- [ACTION ITEM]: Count the lines containing "CrosstermBackend" in the entries underneath, and state that count without anything else.
"""
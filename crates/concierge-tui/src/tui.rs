use std::io::{self, Stderr};
use std::time::Duration;
use anyhow::Result;
use crossterm::{
    event::{self, Event, KeyEvent, KeyEventKind},
    execute,
    terminal::{disable_raw_mode, enable_raw_mode, EnterAlternateScreen, LeaveAlternateScreen},
};
use ratatui::{backend::CrosstermBackend, Terminal};
use futures_util::StreamExt;
use tokio::sync::mpsc;
use tokio::task::JoinHandle;

pub type Tui = Terminal<CrosstermBackend<Stderr>>;

/// Drives timers, reply polling and the "Thinking..." animation
const TICK_INTERVAL: Duration = Duration::from_millis(100);

#[derive(Debug)]
pub enum AppEvent {
    Key(KeyEvent),
    Resize,
    Tick,
}

pub struct EventHandler {
    rx: mpsc::UnboundedReceiver<AppEvent>,
    tasks: Vec<JoinHandle<()>>,
}

impl EventHandler {
    pub fn new() -> Self {
        let (tx, rx) = mpsc::unbounded_channel();

        let tx_events = tx.clone();
        let reader = tokio::spawn(async move {
            let mut reader = event::EventStream::new();
            while let Some(evt) = reader.next().await {
                let app_event = match evt {
                    // Only handle key press events, not release
                    Ok(Event::Key(key)) if key.kind == KeyEventKind::Press => AppEvent::Key(key),
                    Ok(Event::Resize(..)) => AppEvent::Resize,
                    Ok(_) => continue,
                    Err(err) => {
                        tracing::warn!(error = %err, "terminal event stream failed");
                        break;
                    }
                };
                if tx_events.send(app_event).is_err() {
                    break;
                }
            }
        });

        let ticker = tokio::spawn(async move {
            let mut interval = tokio::time::interval(TICK_INTERVAL);
            loop {
                interval.tick().await;
                if tx.send(AppEvent::Tick).is_err() {
                    break;
                }
            }
        });

        Self {
            rx,
            tasks: vec![reader, ticker],
        }
    }

    pub async fn next(&mut self) -> Option<AppEvent> {
        self.rx.recv().await
    }
}

impl Drop for EventHandler {
    fn drop(&mut self) {
        for task in &self.tasks {
            task.abort();
        }
    }
}

pub fn init() -> Result<Tui> {
    enable_raw_mode()?;
    execute!(io::stderr(), EnterAlternateScreen)?;

    let backend = CrosstermBackend::new(io::stderr());
    let terminal = Terminal::new(backend)?;

    Ok(terminal)
}

pub fn restore() -> Result<()> {
    execute!(io::stderr(), LeaveAlternateScreen)?;
    disable_raw_mode()?;
    Ok(())
}

/// Install panic hook to restore terminal on panic
pub fn install_panic_hook() {
    let original_hook = std::panic::take_hook();
    std::panic::set_hook(Box::new(move |panic_info| {
        let _ = restore();
        original_hook(panic_info);
    }));
}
"""
- [REPLY TO THE EXERCISE]: 3